Cartão Vermelho
Sou sãopaulino, mas confesso que na adolescência admirava aquele time do Palmeiras que, de tão bom, era chamado de “Academia”. De seus jogadores, lembro-me do nome de dois, aliás, os melhores: Dudu e Ademir da Guia.
Ver Ademir da Guia jogar era um prazer, desde que não fosse contra o São Paulo, obviamente. Seu toque de bola refinado, sua elegância em campo e sua lealdade com os adversários levaram os cronistas esportivos a apelidarem-no de “divino”.
Quem poderia adivinhar que esse jogador, que não dava pontapé desleal nos adversários, que teve uma carreira marcada pela discrição e seriedade, iria jogar agora no time daqueles políticos que pegam metade do salário de seus funcionários para si?
Seus eleitores - entre os quais não me incluo, é bom que se diga - não sabem votar? Ora, como poderiam saber que ele iria pisar na bola depois de eleito vereador?

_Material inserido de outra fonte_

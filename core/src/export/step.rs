#![deny(missing_docs)]

//! # Run List Steps
//!
//! A step's nested run lists may sit at `context.run`, at
//! `context.<key>.run` (conditional branches, loop bodies, try/catch arms) or
//! at `step.run`. Ingestion folds all three into [`Step::children`], so
//! consumers walk a single shape.

use crate::export::{id_string, str_field};
use serde_json::Value;

/// One operation of a run list.
#[derive(Debug, Clone, Default, PartialEq)]
pub struct Step {
    /// Operation name, e.g. `mvp:dbo_view`.
    pub name: String,
    /// Disabled steps are ignored by the narrator, children included.
    pub disabled: bool,
    /// Variable the step's result is bound to.
    pub as_var: Option<String>,
    /// Author-supplied description.
    pub description: Option<String>,
    /// Referenced function (`context.function.id`).
    pub function_id: Option<String>,
    /// Referenced table (`context.dbo.id`).
    pub dbo_id: Option<String>,
    /// Filter expression (`context.search.expression`), untyped.
    pub search: Option<Value>,
    /// Declared return kind (`context.return.type`), e.g. `list`.
    pub return_kind: Option<String>,
    /// Nested steps from every nesting location, in discovery order.
    pub children: Vec<Step>,
}

impl Step {
    /// Reads a step out of its JSON value.
    pub fn from_value(value: &Value) -> Step {
        let context = value.get("context");
        let context_ref = |key: &str| {
            context
                .and_then(|c| c.get(key))
                .and_then(|r| r.get("id"))
                .and_then(id_string)
        };

        Step {
            name: str_field(value, "name").unwrap_or_default(),
            disabled: value
                .get("disabled")
                .and_then(Value::as_bool)
                .unwrap_or(false),
            as_var: str_field(value, "as").filter(|s| !s.is_empty()),
            description: str_field(value, "description").filter(|s| !s.trim().is_empty()),
            function_id: context_ref("function"),
            dbo_id: context_ref("dbo"),
            search: context
                .and_then(|c| c.get("search"))
                .and_then(|s| s.get("expression"))
                .cloned(),
            return_kind: context
                .and_then(|c| c.get("return"))
                .and_then(|r| r.get("type"))
                .and_then(Value::as_str)
                .filter(|s| !s.is_empty())
                .map(str::to_string),
            children: collect_children(value),
        }
    }

    /// Reads a run list. Anything but an array yields an empty list.
    pub fn list_from_value(value: Option<&Value>) -> Vec<Step> {
        value
            .and_then(Value::as_array)
            .map(|items| items.iter().map(Step::from_value).collect())
            .unwrap_or_default()
    }

    /// True when the search expression has at least one node.
    pub fn has_search(&self) -> bool {
        self.search
            .as_ref()
            .and_then(Value::as_array)
            .is_some_and(|nodes| !nodes.is_empty())
    }
}

fn collect_children(value: &Value) -> Vec<Step> {
    let mut children = Vec::new();

    if let Some(context) = value.get("context").and_then(Value::as_object) {
        children.extend(Step::list_from_value(context.get("run")));
        for (key, nested) in context {
            if key == "run" {
                continue;
            }
            children.extend(Step::list_from_value(nested.get("run")));
        }
    }

    children.extend(Step::list_from_value(value.get("run")));
    children
}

De Lord Acton admito que minha cultura de orelha de livro só conhece a tal máxima de que o poder corrompe e o poder absoluto corrompe absolutamente. Mas para mim, basta: é a única explicação que tenho para mais esse cartão vermelho do atual jogo político.
Como nossos pais
As bandeiras vermelhas voltaram às ruas. Dia desses, da janela de onde trabalho, acompanhei uma manifestação em frente ao Teatro Municipal contra o governo e a corrupção. A Praça Ramos voltou a ficar cheia de bandeiras vermelhas.A maioria dos manifestantes, misturados a uns poucos metalúrgicos e bancários mais velhos, era composta de jovens - meninos e meninas bem parecidos com os pais que há 25 anos participavam do mesmo tipo de manifestação. A maioria vestia calça jeans, tênis e camiseta, como nos velhos tempos. as únicas diferenças, a barriguinha de fora, os piercings e as siglas das bandeiras que, em vez de ser do PT e do PC do B, sempre as mais ostensivas, agora são do PSTU e do P-Sol. A ilusão continua a mesma.